5 tips for editing your copy
Typos – does anyone really care anymore? Txt spk may have pretty much gone the way of the dinosaurs (LOL), but in an age of WhatsApp and emojis, surely the odd spelling mistake won’t make a difference?
Turns out, they really do.
Charles Duncombe, an entrepreneur, found that when a single spelling mistake on a website was corrected, revenue per customer was twice as high. And this wasn’t a financial services site (or a dictionary shop) – it was selling tights.
If a single spelling mistake could have this effect, what about sites that are riddled with them? What about when the misspelled word spells something humorous, or rude?
Mistakes are inevitable – even the best writers make typos – but publishing them on your website isn’t. Here are 5 tips for editing your own copy.
1. Step away from the copy
This is my number one editing tip, not just for spotting mistakes, but for making your copy the best it can be.
Leave your copy for as long as you can. Ideally 48 hours. Within that time, you need to totally ignore it. Work on something else, don’t even think about that copy.
When you’ve left it as long as humanly possible, go back to your copy. This is where I suddenly start seeing not just glaring errors and typos, but places where I can cut sentences, or totally switch things around so they work 10 times better than they did before.
There doesn’t seem to be a time limit on this – if I revisited copy every week for a year I think I’d still be spotting ways to improve it (this could drive you slightly mad, so knowing when to call time and just get it out there is important!)
I understand that it’s not always possible to spend this long sitting on copy but even an hour makes a huge difference. If you’re working to a tight deadline, try to spend time on other tasks, have a lunch break, walk your dog, stick your head out of the window to look at anything other than the screen…
2. Read it backwards
Soooo annoying, but it really works. One of the reasons we don’t always spot our own errors is that our brains see what we expect to see. You know you meant to write “their” not “there” so when you come to that part your brain helpfully supplies the correct word.
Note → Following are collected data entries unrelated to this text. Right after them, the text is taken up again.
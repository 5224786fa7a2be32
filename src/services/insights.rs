//! Query construction for the four insights tools.
//!
//! Time-window precedence: `time_ranges` over `time_range` over
//! `date_preset`. Any explicit window (`time_range`, `time_ranges`,
//! `since`, `until`) drops `date_preset`; `since`/`until` only apply when
//! no range form was given.

use crate::constants::insights::{
    AGGREGATE_TIME_INCREMENT, DEFAULT_ACTION_BREAKDOWNS, DEFAULT_DATE_PRESET,
};
use crate::services::params::{is_present, QueryParams};
use serde::Deserialize;
use serde_json::Value;

#[derive(Debug, Clone, Default, Deserialize)]
pub struct InsightsArgs {
    pub fields: Option<Vec<String>>,
    pub date_preset: Option<String>,
    pub time_range: Option<Value>,
    pub time_ranges: Option<Vec<Value>>,
    pub time_increment: Option<Value>,
    pub level: Option<String>,
    pub action_attribution_windows: Option<Vec<String>>,
    pub action_breakdowns: Option<Vec<String>>,
    pub action_report_time: Option<String>,
    pub breakdowns: Option<Vec<String>>,
    pub default_summary: Option<bool>,
    pub use_account_attribution_setting: Option<bool>,
    pub use_unified_attribution_setting: Option<bool>,
    pub filtering: Option<Vec<Value>>,
    pub sort: Option<String>,
    pub limit: Option<i64>,
    pub after: Option<String>,
    pub before: Option<String>,
    pub offset: Option<i64>,
    pub since: Option<String>,
    pub until: Option<String>,
    pub locale: Option<String>,
}

fn is_aggregate_increment(value: &Value) -> bool {
    value.as_str() == Some(AGGREGATE_TIME_INCREMENT)
}

impl InsightsArgs {
    /// Merges the insights arguments into `base`. `default_level` applies
    /// when the caller gave no `level`.
    pub fn build_params(&self, mut base: QueryParams, default_level: &str) -> QueryParams {
        base.insert_opt("fields", self.fields.clone());

        // Empty windows count as not supplied.
        let time_range = self.time_range.as_ref().filter(|range| is_present(range));
        let time_ranges = self.time_ranges.as_ref().filter(|ranges| !ranges.is_empty());
        let since = self.since.as_deref().filter(|value| !value.is_empty());
        let until = self.until.as_deref().filter(|value| !value.is_empty());
        let has_range = time_range.is_some() || time_ranges.is_some();

        if let Some(ranges) = time_ranges {
            base.insert_opt("time_ranges", Some(Value::Array(ranges.clone())));
        } else if let Some(range) = time_range {
            base.insert_opt("time_range", Some(range.clone()));
        } else if since.is_none() && until.is_none() {
            let preset = self
                .date_preset
                .as_deref()
                .filter(|preset| !preset.is_empty())
                .unwrap_or(DEFAULT_DATE_PRESET);
            base.set("date_preset", preset);
        }

        let increment = self
            .time_increment
            .clone()
            .filter(is_present)
            .unwrap_or_else(|| Value::String(AGGREGATE_TIME_INCREMENT.to_string()));
        if !is_aggregate_increment(&increment) {
            base.insert_opt("time_increment", Some(increment));
        }

        let level = self.level.as_deref().unwrap_or(default_level);
        base.set("level", level);

        base.insert_opt(
            "action_attribution_windows",
            self.action_attribution_windows.clone(),
        );
        let action_breakdowns = self.action_breakdowns.clone().unwrap_or_else(|| {
            DEFAULT_ACTION_BREAKDOWNS
                .iter()
                .map(|item| item.to_string())
                .collect()
        });
        base.insert_opt("action_breakdowns", Some(action_breakdowns));
        base.insert_opt("action_report_time", self.action_report_time.clone());
        base.insert_opt("breakdowns", self.breakdowns.clone());

        // Only a true flag reaches the wire; false is the remote default.
        if self.default_summary.unwrap_or(false) {
            base.set("default_summary", "true");
        }
        if self.use_account_attribution_setting.unwrap_or(false) {
            base.set("use_account_attribution_setting", "true");
        }
        if self.use_unified_attribution_setting.unwrap_or(true) {
            base.set("use_unified_attribution_setting", "true");
        }

        base.insert_opt("filtering", self.filtering.clone().map(Value::Array));
        base.insert_opt("sort", self.sort.clone());
        base.insert_opt("limit", self.limit);
        base.insert_opt("after", self.after.clone());
        base.insert_opt("before", self.before.clone());
        base.insert_opt("offset", self.offset);

        if !has_range {
            base.insert_opt("since", since);
            base.insert_opt("until", until);
        }
        base.insert_opt("locale", self.locale.clone());
        base
    }
}

#[cfg(test)]
mod tests {
    use super::*;
    use serde_json::json;

    fn build(args: Value, level: &str) -> QueryParams {
        let parsed: InsightsArgs = serde_json::from_value(args).expect("args");
        parsed.build_params(QueryParams::new(), level)
    }

    #[test]
    fn defaults_match_documented_wire_shape() {
        let params = build(json!({}), "campaign");
        assert_eq!(params.get_str("level"), Some("campaign"));
        assert_eq!(params.get_str("date_preset"), Some("last_30d"));
        assert_eq!(params.get_str("action_breakdowns"), Some("action_type"));
        assert_eq!(params.get_str("use_unified_attribution_setting"), Some("true"));
        for absent in [
            "time_range",
            "time_ranges",
            "time_increment",
            "breakdowns",
            "default_summary",
            "use_account_attribution_setting",
            "since",
            "until",
        ] {
            assert!(!params.contains_key(absent), "{} should be absent", absent);
        }
    }

    #[test]
    fn time_ranges_override_range_and_preset() {
        let params = build(
            json!({
                "date_preset": "last_7d",
                "time_range": {"since": "2024-01-01", "until": "2024-01-31"},
                "time_ranges": [{"since": "2024-02-01", "until": "2024-02-29"}]
            }),
            "account",
        );
        assert!(params.contains_key("time_ranges"));
        assert!(!params.contains_key("time_range"));
        assert!(!params.contains_key("date_preset"));
    }

    #[test]
    fn time_range_drops_preset_and_since_until() {
        let params = build(
            json!({
                "time_range": {"since": "2024-01-01", "until": "2024-01-31"},
                "since": "2023-01-01",
                "until": "2023-02-01"
            }),
            "account",
        );
        let range: Value =
            serde_json::from_str(params.get_str("time_range").expect("range")).expect("json");
        assert_eq!(range["since"], "2024-01-01");
        assert!(!params.contains_key("date_preset"));
        assert!(!params.contains_key("since"));
        assert!(!params.contains_key("until"));
    }

    #[test]
    fn since_until_pass_through_without_ranges() {
        let params = build(json!({"since": "1704067200", "until": "1706745600"}), "ad");
        assert_eq!(params.get_str("since"), Some("1704067200"));
        assert_eq!(params.get_str("until"), Some("1706745600"));
        assert!(!params.contains_key("date_preset"));
    }

    #[test]
    fn time_increment_only_when_not_aggregate() {
        let daily = build(json!({"time_increment": 1}), "account");
        assert_eq!(daily.get("time_increment"), Some(&json!(1)));
        let monthly = build(json!({"time_increment": "monthly"}), "account");
        assert_eq!(monthly.get_str("time_increment"), Some("monthly"));
        let aggregate = build(json!({"time_increment": "all_days"}), "account");
        assert!(!aggregate.contains_key("time_increment"));
        let zero = build(json!({"time_increment": 0}), "account");
        assert!(!zero.contains_key("time_increment"));
    }

    #[test]
    fn boolean_flags_are_emitted_only_when_true() {
        let params = build(
            json!({
                "default_summary": true,
                "use_account_attribution_setting": false,
                "use_unified_attribution_setting": false
            }),
            "account",
        );
        assert_eq!(params.get_str("default_summary"), Some("true"));
        assert!(!params.contains_key("use_account_attribution_setting"));
        assert!(!params.contains_key("use_unified_attribution_setting"));
    }

    #[test]
    fn explicit_level_and_lists_are_encoded() {
        let params = build(
            json!({
                "level": "ad",
                "breakdowns": ["age", "gender"],
                "action_breakdowns": ["action_device", "action_type"],
                "fields": ["impressions", "spend"]
            }),
            "account",
        );
        assert_eq!(params.get_str("level"), Some("ad"));
        assert_eq!(params.get_str("breakdowns"), Some("age,gender"));
        assert_eq!(
            params.get_str("action_breakdowns"),
            Some("action_device,action_type")
        );
        assert_eq!(params.get_str("fields"), Some("impressions,spend"));
    }
}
Reading your text backwards removes those expectations and makes it much easier to see mistakes.
3. Read it out loud
This helps not just with spotting mistakes, but in making your copy more conversational and less stilted. If you’re tripping over it reading it out loud, it probably doesn’t flow as it should.
You can also have the screen reader do it for you, or ask a long-suffering partner (date night fun), or child (reading practice).
They won’t thank you, but your copy will.
4. Print it out
There’s something about having a paper copy in your hands and poring over it with a highlighter that makes your accept/except blunders glaringly obvious.
It’s so easy to skip over parts of long-form copy on a screen, much harder to do when you’re holding it in your hands, finger under each word.
Just recycle that paper afterwards – or take up origami – so it’s not wasted.
5. Hire a proofreader
Most copywriters hire professionals to proofread their work before sending it off to clients. Yep – even word nerds need help.
I use Hayley Ramsey Editorial to polish up my copy for the simple reason that she’s much better at it than I am.
I send my copy to Hayley, she gets her red pen out and does her magic, and I send it to my clients knowing I won’t have to do damage control afterwards if they spot a mistake – or worse, they don’t and it gets published.
Using any of these tips will make your copy better and prevent potentially costly mistakes.
Using them all is best. Remember that editing is as much a part of writing as getting the first draft down, so don’t skimp on it.
I came across the same study you referenced about tights. If that isn’t proof enough that spelling, grammar, and typos matter, I don’t know what does.
I am constantly amazed (and often apoplectic) at the number of errors and typos I see from supposedly top-level copywriters in their blogs and online courses. I’ve contacted a few of them, and they just laugh it off, chalking it up to being ‘so busy.’ Good copywriting is about a LOT more than proper grammar and a lack of typos, but shouldn’t delivering error-free text to clients be a basic requirement?
It happens to the best of us, but hopefully we have those checks in place to make sure they don’t get out into the world!